BEGIN DATA

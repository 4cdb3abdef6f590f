//! Run configuration for the forecaster.
//!
//! Everything is read from a single TOML document whose sections map onto the
//! pipeline stages. Every key is optional; a missing section or key falls back
//! to the defaults below: five lags, 5- and 10-day moving averages, the next
//! session's close as the label, 80/20 holdout, ±2% signal band and six months
//! of history.
//!
//! ```toml
//! [features]
//! lags = 5
//! ma_windows = [5, 10]
//! include_returns_volatility = false
//! volatility_window = 5
//! target = "next_day"
//! min_rows = 30
//!
//! [split]
//! mode = "holdout"
//! split_ratio = 0.8
//!
//! [signal]
//! buy_threshold = 2.0
//! sell_threshold = -2.0
//!
//! [prediction]
//! clamp_non_negative = true
//!
//! [history]
//! months = 6
//! ```
//!
//! Entrypoints:
//! - Parse + validate from a TOML string: [`ForecastConfig::from_toml_str`]
//! - Parse + validate from a file path: [`ForecastConfig::from_path`]

use std::path::Path;

use serde::{Deserialize, Serialize};

use crate::{errors::ConfigError, signal::SignalThresholds, split::SplitMode};

#[derive(Debug, Clone, PartialEq, Default, Deserialize, Serialize)]
#[serde(default, deny_unknown_fields)]
pub struct ForecastConfig {
    pub features: FeatureConfig,
    pub split: SplitMode,
    pub signal: SignalThresholds,
    pub prediction: PredictionConfig,
    pub history: HistoryConfig,
}

/// Which close a feature row is asked to explain.
#[derive(Debug, Clone, Copy, PartialEq, Eq, Default, Deserialize, Serialize)]
#[serde(rename_all = "snake_case")]
pub enum Target {
    /// The close of the row's own session. Any moving average with
    /// `w <= lags + 1` contains this close, so the label is a linear
    /// combination of the features.
    SameDay,
    /// The close of the following session; the newest bar has no label.
    #[default]
    NextDay,
}

#[derive(Debug, Clone, PartialEq, Deserialize, Serialize)]
#[serde(default, deny_unknown_fields)]
pub struct FeatureConfig {
    /// Number of lagged closes, `lag_1..=lag_k`.
    pub lags: usize,
    /// Trailing moving-average windows, one `ma_<w>` feature each.
    pub ma_windows: Vec<usize>,
    /// Adds `returns` and `volatility`.
    pub include_returns_volatility: bool,
    /// Sessions in the rolling standard deviation of returns.
    pub volatility_window: usize,
    pub target: Target,
    /// Minimum number of labeled rows required to fit.
    pub min_rows: usize,
}

impl FeatureConfig {
    pub fn validate(&self) -> Result<(), ConfigError> {
        if self.lags == 0 && self.ma_windows.is_empty() {
            return invalid("features: need at least one lag or moving-average window");
        }
        if self.ma_windows.contains(&0) {
            return invalid("features.ma_windows: window must be at least 1");
        }
        if self.include_returns_volatility && self.volatility_window < 2 {
            return invalid("features.volatility_window: must be at least 2");
        }
        if self.min_rows == 0 {
            return invalid("features.min_rows: must be at least 1");
        }
        Ok(())
    }

    /// Whether a same-day label can be rebuilt exactly from the features.
    ///
    /// `close[t] = w * ma_w - (lag_1 + .. + lag_{w-1})` whenever `w <= lags + 1`,
    /// so a linear model reproduces the current close and scores a near-zero error.
    pub fn label_in_features(&self) -> bool {
        self.target == Target::SameDay && self.ma_windows.iter().any(|&w| w <= self.lags + 1)
    }
}

impl Default for FeatureConfig {
    fn default() -> Self {
        Self {
            lags: 5,
            ma_windows: vec![5, 10],
            include_returns_volatility: false,
            volatility_window: 5,
            target: Target::NextDay,
            min_rows: 30,
        }
    }
}

#[derive(Debug, Clone, PartialEq, Deserialize, Serialize)]
#[serde(default, deny_unknown_fields)]
pub struct PredictionConfig {
    /// Floors predicted prices at zero.
    pub clamp_non_negative: bool,
}

impl Default for PredictionConfig {
    fn default() -> Self {
        Self {
            clamp_non_negative: true,
        }
    }
}

#[derive(Debug, Clone, PartialEq, Deserialize, Serialize)]
#[serde(default, deny_unknown_fields)]
pub struct HistoryConfig {
    /// Calendar months of bars returned for charting.
    pub months: u32,
}

impl Default for HistoryConfig {
    fn default() -> Self {
        Self { months: 6 }
    }
}

impl ForecastConfig {
    /// Parse a config from a TOML string and validate it.
    pub fn from_toml_str(toml_str: &str) -> Result<Self, ConfigError> {
        let cfg: ForecastConfig = toml::from_str(toml_str)?;
        cfg.validate()?;
        Ok(cfg)
    }

    /// Read a config file from disk, parse, and validate it.
    pub fn from_path(path: impl AsRef<Path>) -> Result<Self, ConfigError> {
        let path = path.as_ref();
        let text = std::fs::read_to_string(path).map_err(|source| ConfigError::Io {
            path: path.to_path_buf(),
            source,
        })?;
        Self::from_toml_str(&text)
    }

    /// Rejects settings the pipeline cannot run with.
    pub fn validate(&self) -> Result<(), ConfigError> {
        self.features.validate()?;

        match self.split {
            SplitMode::InSample => {}
            SplitMode::Holdout { split_ratio } => {
                if !(split_ratio > 0.0 && split_ratio < 1.0) {
                    return invalid(format!(
                        "split.split_ratio: must be strictly between 0 and 1, got {split_ratio}"
                    ));
                }
            }
            SplitMode::WalkForward { folds } => {
                if folds < 2 {
                    return invalid(format!("split.folds: must be at least 2, got {folds}"));
                }
            }
        }

        let s = &self.signal;
        if !(s.buy_threshold.is_finite() && s.sell_threshold.is_finite()) {
            return invalid("signal: thresholds must be finite");
        }
        if s.buy_threshold <= s.sell_threshold {
            return invalid(format!(
                "signal: buy_threshold ({}) must be greater than sell_threshold ({})",
                s.buy_threshold, s.sell_threshold
            ));
        }

        if self.history.months == 0 {
            return invalid("history.months: must be at least 1");
        }
        Ok(())
    }
}

fn invalid(msg: impl Into<String>) -> Result<(), ConfigError> {
    Err(ConfigError::Invalid(msg.into()))
}

#[cfg(test)]
mod tests {
    use std::io::Write;

    use super::*;

    #[test]
    fn empty_document_gives_defaults() {
        let cfg = ForecastConfig::from_toml_str("").unwrap();
        assert_eq!(cfg, ForecastConfig::default());
        assert_eq!(cfg.features.lags, 5);
        assert_eq!(cfg.features.ma_windows, vec![5, 10]);
        assert_eq!(cfg.features.target, Target::NextDay);
        assert_eq!(cfg.split, SplitMode::Holdout { split_ratio: 0.8 });
        assert_eq!(cfg.signal.buy_threshold, 2.0);
        assert_eq!(cfg.signal.sell_threshold, -2.0);
        assert!(cfg.prediction.clamp_non_negative);
        assert_eq!(cfg.history.months, 6);
    }

    #[test]
    fn parses_every_section() {
        let toml_str = r#"
            [features]
            lags = 3
            ma_windows = [20]
            include_returns_volatility = true
            volatility_window = 10
            target = "same_day"
            min_rows = 50

            [split]
            mode = "walk_forward"
            folds = 4

            [signal]
            buy_threshold = 1.5
            sell_threshold = -3.0

            [prediction]
            clamp_non_negative = false

            [history]
            months = 3
        "#;
        let cfg = ForecastConfig::from_toml_str(toml_str).unwrap();
        assert_eq!(cfg.features.lags, 3);
        assert_eq!(cfg.features.ma_windows, vec![20]);
        assert!(cfg.features.include_returns_volatility);
        assert_eq!(cfg.features.volatility_window, 10);
        assert_eq!(cfg.features.target, Target::SameDay);
        assert_eq!(cfg.features.min_rows, 50);
        assert_eq!(cfg.split, SplitMode::WalkForward { folds: 4 });
        assert_eq!(cfg.signal.buy_threshold, 1.5);
        assert!(!cfg.prediction.clamp_non_negative);
        assert_eq!(cfg.history.months, 3);
    }

    #[test]
    fn split_keys_default_within_mode() {
        let cfg = ForecastConfig::from_toml_str("[split]\nmode = \"holdout\"").unwrap();
        assert_eq!(cfg.split, SplitMode::Holdout { split_ratio: 0.8 });

        let cfg = ForecastConfig::from_toml_str("[split]\nmode = \"walk_forward\"").unwrap();
        assert_eq!(cfg.split, SplitMode::WalkForward { folds: 5 });

        let cfg = ForecastConfig::from_toml_str("[split]\nmode = \"in_sample\"").unwrap();
        assert_eq!(cfg.split, SplitMode::InSample);
    }

    #[test]
    fn unknown_keys_are_rejected() {
        let err = ForecastConfig::from_toml_str("[features]\nlagz = 3").unwrap_err();
        assert!(matches!(err, ConfigError::Parse(_)));

        let err = ForecastConfig::from_toml_str("[model]\nkind = \"forest\"").unwrap_err();
        assert!(matches!(err, ConfigError::Parse(_)));
    }

    #[test]
    fn rejects_out_of_range_values() {
        let cases = [
            "[features]\nlags = 0\nma_windows = []",
            "[features]\nma_windows = [0, 5]",
            "[features]\ninclude_returns_volatility = true\nvolatility_window = 1",
            "[features]\nmin_rows = 0",
            "[split]\nmode = \"holdout\"\nsplit_ratio = 1.0",
            "[split]\nmode = \"holdout\"\nsplit_ratio = 0.0",
            "[split]\nmode = \"walk_forward\"\nfolds = 1",
            "[signal]\nbuy_threshold = -2.0\nsell_threshold = -2.0",
            "[history]\nmonths = 0",
        ];
        for case in cases {
            let err = ForecastConfig::from_toml_str(case).unwrap_err();
            assert!(
                matches!(err, ConfigError::Invalid(_)),
                "expected Invalid for {case:?}, got {err:?}"
            );
        }
    }

    #[test]
    fn lags_only_or_ma_only_is_fine() {
        assert!(ForecastConfig::from_toml_str("[features]\nlags = 0").is_ok());
        assert!(ForecastConfig::from_toml_str("[features]\nma_windows = []").is_ok());
    }

    #[test]
    fn same_day_label_inside_moving_average_is_detected() {
        let defaults = FeatureConfig::default();
        assert!(!defaults.label_in_features());

        let same_day = FeatureConfig {
            target: Target::SameDay,
            ..Default::default()
        };
        assert!(same_day.label_in_features());

        // ma_10 alone needs lag_9 to be rebuilt
        let wide_only = FeatureConfig {
            target: Target::SameDay,
            ma_windows: vec![10],
            ..Default::default()
        };
        assert!(!wide_only.label_in_features());
    }

    #[test]
    fn feature_section_validates_on_its_own() {
        let cfg = FeatureConfig {
            include_returns_volatility: true,
            volatility_window: 0,
            ..Default::default()
        };
        assert!(matches!(cfg.validate(), Err(ConfigError::Invalid(_))));
        assert!(FeatureConfig::default().validate().is_ok());
    }

    #[test]
    fn loads_from_path() {
        let mut file = tempfile::NamedTempFile::new().unwrap();
        writeln!(file, "[signal]\nbuy_threshold = 5.0").unwrap();
        file.flush().unwrap();

        let cfg = ForecastConfig::from_path(file.path()).unwrap();
        assert_eq!(cfg.signal.buy_threshold, 5.0);
        assert_eq!(cfg.signal.sell_threshold, -2.0);
    }

    #[test]
    fn missing_file_is_io_error() {
        let dir = tempfile::tempdir().unwrap();
        let err = ForecastConfig::from_path(dir.path().join("absent.toml")).unwrap_err();
        assert!(matches!(err, ConfigError::Io { .. }));
        assert!(err.to_string().contains("absent.toml"));
    }
}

END DATA

- EXERCISE DESCRIPTION -
The answer should be the exact lines running from the line containing "let same_day = FeatureConfig" to the last line of the entries, with nothing else.

- WRITTEN SOLUTION -
        let same_day = FeatureConfig {
            target: Target::SameDay,
            ..Default::default()
        };
        assert!(same_day.label_in_features());

        // ma_10 alone needs lag_9 to be rebuilt
        let wide_only = FeatureConfig {
            target: Target::SameDay,
            ma_windows: vec![10],
            ..Default::default()
        };
        assert!(!wide_only.label_in_features());
    }

    #[test]
    fn feature_section_validates_on_its_own() {
        let cfg = FeatureConfig {
            include_returns_volatility: true,
            volatility_window: 0,
            ..Default::default()
        };
        assert!(matches!(cfg.validate(), Err(ConfigError::Invalid(_))));
        assert!(FeatureConfig::default().validate().is_ok());
    }

    #[test]
    fn loads_from_path() {
        let mut file = tempfile::NamedTempFile::new().unwrap();
        writeln!(file, "[signal]\nbuy_threshold = 5.0").unwrap();
        file.flush().unwrap();

        let cfg = ForecastConfig::from_path(file.path()).unwrap();
        assert_eq!(cfg.signal.buy_threshold, 5.0);
        assert_eq!(cfg.signal.sell_threshold, -2.0);
    }

    #[test]
    fn missing_file_is_io_error() {
        let dir = tempfile::tempdir().unwrap();
        let err = ForecastConfig::from_path(dir.path().join("absent.toml")).unwrap_err();
        assert!(matches!(err, ConfigError::Io { .. }));
        assert!(err.to_string().contains("absent.toml"));
    }
}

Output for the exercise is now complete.